49. The Roots Things Fall Apart
(MCA, 1999)

Importance is asserted from the jump in Things Fall Apart – the Chinua Achebe-cribbing title, the arresting and devastating cover photo, the insistence that hip-hop is slowly eating itself alive. As an album, its aspirations are lofty, and the record itself sags a bit under the weight of considerable bloat; fortunately, the Roots are in control, and even when the record nears its samey middle section, it still manages to crisply emanate that crisp, insidious knock that the in-the-pocket Roots handle so well. And Things‘ classics are often incredibly exciting: “The Next Movement” still bumps, 12 years on, with a restless, freewheeling energy that The Roots would eventually trade in for artistic merit, Black Thought’s nimble rhyme-off with Mos Def on “Double Trouble” is the stuff mixtapes are made for, and the slinky “You Got Me” boasts a thoughtful premise and perhaps the most irresistible, sultry chorus of The Roots’ career. It’s big, it’s imperfect, and it’s pretty highbrow, all told, but it’s also proof that The Roots are never really off.-Drew

Things Fall Apart was a game changer for The Roots – a breakthrough record both commercially and artistically – and the realization of the group’s potential. It’s early era Roots at their most ambitious and creative, yet with a consistency and focus lacking from their previous work.

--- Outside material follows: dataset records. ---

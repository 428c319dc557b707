//! Pool price system
//!
//! Decodes raw pool state and converts square-root prices to spot prices.
//! Pure code, no I/O.

pub mod converter;
pub mod decoder;
pub mod types;

pub use converter::{sqrt_price_x64_to_price, PriceConverter};
pub use decoder::decode_pool_fields;
pub use types::{RawPoolState, MAX_DECIMALS, Q64};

Simply put; this is the album you always sensed – and hoped – The Roots had in them.

It was with this record that Black Thought emerged as one of the best writers in rap, and Malik was right up there alongside him at that point. Both emcees elevated their lyrical game substantially on Things Fall Apart. The support cast however, is also immense – you’ve got newcomers, associates and established acts; all operating at their highest level. Rarely will you see a guest list so loaded without carrying some dead weight, but everyone who steps up to the mic here is more than capable of holding their own.

13 years on, Things Fall Apart still sound sublime. Singles ‘You Got me’ and ‘The Next Movement’ touch on perfection. ‘The Spark’ and ‘100% Dundee’ are raw rap favourites. Brilliance from start to finish. This album acts as a constant reminder of everything that’s great about Hiphop, and for me, it remains The Roots defining work.-Duan

48. Kanye West Late Registration
(Roc-A-Fella/Def Jam, 2005)

Even though My Beautiful Dark Twisted Fantasy was a fantastic album, I still believe Late Registration is Kanye West’s best album. The collaboration with Jon Brion gave the album a twinge of class, a sophisticated sound.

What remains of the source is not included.